AIM OF THE EXERCISE ->
Begin at the first line below and copy each line exactly, ending with the line where "was ever used" appears.
----------
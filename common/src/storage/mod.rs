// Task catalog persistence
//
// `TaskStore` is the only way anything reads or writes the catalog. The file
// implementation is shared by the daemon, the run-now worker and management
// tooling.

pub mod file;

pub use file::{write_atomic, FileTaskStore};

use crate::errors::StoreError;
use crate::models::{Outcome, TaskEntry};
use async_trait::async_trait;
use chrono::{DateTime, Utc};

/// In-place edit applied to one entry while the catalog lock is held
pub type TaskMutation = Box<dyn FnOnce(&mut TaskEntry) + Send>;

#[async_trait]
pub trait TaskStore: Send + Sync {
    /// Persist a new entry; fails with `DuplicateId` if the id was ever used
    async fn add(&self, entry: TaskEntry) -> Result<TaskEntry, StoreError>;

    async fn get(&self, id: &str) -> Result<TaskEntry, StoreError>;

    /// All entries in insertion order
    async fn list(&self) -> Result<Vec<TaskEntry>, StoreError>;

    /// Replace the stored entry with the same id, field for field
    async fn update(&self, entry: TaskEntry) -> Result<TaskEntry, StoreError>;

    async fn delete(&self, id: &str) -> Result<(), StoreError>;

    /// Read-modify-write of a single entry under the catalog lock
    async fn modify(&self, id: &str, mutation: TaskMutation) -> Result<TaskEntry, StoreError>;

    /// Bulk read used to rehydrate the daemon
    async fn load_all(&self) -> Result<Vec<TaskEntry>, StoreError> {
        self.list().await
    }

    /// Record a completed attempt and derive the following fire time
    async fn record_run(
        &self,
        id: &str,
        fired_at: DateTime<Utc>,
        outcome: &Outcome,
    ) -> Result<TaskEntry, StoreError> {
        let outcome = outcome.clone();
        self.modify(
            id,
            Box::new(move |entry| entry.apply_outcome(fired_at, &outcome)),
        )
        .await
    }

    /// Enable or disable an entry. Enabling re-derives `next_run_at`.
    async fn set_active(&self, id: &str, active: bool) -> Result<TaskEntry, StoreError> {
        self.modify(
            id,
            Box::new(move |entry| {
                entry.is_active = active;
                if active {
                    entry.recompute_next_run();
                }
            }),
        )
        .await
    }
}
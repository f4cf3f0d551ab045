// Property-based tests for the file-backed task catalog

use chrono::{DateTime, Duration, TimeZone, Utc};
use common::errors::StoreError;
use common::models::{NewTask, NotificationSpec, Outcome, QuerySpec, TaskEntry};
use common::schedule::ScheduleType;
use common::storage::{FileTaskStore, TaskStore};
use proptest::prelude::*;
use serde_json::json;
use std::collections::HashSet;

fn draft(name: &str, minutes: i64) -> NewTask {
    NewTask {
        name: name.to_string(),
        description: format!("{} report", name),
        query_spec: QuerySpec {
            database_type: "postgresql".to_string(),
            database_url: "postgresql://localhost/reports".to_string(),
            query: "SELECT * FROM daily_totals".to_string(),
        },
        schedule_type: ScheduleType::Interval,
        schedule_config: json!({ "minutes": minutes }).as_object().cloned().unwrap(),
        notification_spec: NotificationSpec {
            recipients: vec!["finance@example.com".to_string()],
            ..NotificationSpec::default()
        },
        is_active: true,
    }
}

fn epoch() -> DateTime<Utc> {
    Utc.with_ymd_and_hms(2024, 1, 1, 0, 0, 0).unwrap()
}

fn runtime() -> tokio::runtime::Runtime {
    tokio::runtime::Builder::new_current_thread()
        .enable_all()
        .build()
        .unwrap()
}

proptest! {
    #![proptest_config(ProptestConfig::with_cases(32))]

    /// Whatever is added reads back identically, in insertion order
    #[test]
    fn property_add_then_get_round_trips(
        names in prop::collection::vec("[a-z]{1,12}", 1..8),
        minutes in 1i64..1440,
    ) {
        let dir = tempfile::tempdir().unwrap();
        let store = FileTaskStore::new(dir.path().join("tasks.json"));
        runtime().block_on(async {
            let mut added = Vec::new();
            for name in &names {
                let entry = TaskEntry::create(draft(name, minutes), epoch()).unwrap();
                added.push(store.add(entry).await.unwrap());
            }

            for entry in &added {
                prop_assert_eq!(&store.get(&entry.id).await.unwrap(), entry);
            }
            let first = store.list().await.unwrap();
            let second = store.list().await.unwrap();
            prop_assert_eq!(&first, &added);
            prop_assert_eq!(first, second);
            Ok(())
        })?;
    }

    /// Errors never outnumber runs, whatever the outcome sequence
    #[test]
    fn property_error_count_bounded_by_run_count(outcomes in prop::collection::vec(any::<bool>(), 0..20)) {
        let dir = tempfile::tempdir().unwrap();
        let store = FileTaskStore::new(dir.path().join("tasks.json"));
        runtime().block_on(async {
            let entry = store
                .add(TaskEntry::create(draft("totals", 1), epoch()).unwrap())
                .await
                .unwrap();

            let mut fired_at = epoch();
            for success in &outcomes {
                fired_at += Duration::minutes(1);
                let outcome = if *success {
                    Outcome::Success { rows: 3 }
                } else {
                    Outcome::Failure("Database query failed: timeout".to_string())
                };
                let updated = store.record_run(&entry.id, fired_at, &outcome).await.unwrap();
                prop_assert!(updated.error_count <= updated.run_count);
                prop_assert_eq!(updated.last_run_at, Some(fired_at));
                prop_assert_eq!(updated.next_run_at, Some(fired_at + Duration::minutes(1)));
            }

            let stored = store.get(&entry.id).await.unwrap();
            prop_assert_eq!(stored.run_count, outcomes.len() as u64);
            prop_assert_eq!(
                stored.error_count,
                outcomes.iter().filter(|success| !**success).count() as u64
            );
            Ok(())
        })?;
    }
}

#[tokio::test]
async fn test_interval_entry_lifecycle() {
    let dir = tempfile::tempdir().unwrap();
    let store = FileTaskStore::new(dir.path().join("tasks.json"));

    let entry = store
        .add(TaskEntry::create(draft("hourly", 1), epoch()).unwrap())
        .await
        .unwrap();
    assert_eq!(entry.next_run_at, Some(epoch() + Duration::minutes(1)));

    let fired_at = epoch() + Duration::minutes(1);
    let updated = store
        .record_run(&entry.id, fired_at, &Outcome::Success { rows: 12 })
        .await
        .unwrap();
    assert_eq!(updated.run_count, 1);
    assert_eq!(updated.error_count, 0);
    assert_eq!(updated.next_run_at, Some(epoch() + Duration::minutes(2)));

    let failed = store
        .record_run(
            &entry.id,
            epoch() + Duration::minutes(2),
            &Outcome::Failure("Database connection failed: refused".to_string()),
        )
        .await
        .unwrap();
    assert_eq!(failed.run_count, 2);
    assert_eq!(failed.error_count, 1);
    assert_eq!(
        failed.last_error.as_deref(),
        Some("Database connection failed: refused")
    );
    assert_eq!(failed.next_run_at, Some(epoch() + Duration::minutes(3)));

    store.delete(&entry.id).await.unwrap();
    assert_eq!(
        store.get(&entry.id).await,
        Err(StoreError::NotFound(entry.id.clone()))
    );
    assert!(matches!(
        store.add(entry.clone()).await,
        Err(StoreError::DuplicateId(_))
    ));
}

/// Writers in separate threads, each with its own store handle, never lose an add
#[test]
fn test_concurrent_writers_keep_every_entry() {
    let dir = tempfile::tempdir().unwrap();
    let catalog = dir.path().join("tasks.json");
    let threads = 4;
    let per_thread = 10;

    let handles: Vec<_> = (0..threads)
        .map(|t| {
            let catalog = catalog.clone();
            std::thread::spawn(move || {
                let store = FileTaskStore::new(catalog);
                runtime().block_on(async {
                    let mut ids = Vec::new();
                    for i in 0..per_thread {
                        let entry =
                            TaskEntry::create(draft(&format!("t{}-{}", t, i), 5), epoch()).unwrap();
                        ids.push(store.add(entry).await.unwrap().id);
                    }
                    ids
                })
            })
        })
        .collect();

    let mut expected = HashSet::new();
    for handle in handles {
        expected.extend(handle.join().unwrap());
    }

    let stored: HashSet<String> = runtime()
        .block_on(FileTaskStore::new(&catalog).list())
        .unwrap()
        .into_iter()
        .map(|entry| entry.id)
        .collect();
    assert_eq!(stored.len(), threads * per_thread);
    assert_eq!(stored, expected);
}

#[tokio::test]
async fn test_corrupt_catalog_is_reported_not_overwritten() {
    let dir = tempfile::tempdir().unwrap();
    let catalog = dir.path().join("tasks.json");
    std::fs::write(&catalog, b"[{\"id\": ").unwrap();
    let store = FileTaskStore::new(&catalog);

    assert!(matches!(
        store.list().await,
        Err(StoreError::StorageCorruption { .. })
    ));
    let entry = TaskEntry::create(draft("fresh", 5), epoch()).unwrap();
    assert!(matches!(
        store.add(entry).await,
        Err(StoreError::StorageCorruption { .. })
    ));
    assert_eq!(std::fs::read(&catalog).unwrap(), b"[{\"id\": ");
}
----------
FINAL ANSWER ->
filename common/src/storage/mod.rs
// Task catalog persistence
//
// `TaskStore` is the only way anything reads or writes the catalog. The file
// implementation is shared by the daemon, the run-now worker and management
// tooling.

pub mod file;

pub use file::{write_atomic, FileTaskStore};

use crate::errors::StoreError;
use crate::models::{Outcome, TaskEntry};
use async_trait::async_trait;
use chrono::{DateTime, Utc};

/// In-place edit applied to one entry while the catalog lock is held
pub type TaskMutation = Box<dyn FnOnce(&mut TaskEntry) + Send>;

#[async_trait]
pub trait TaskStore: Send + Sync {
    /// Persist a new entry; fails with `DuplicateId` if the id was ever used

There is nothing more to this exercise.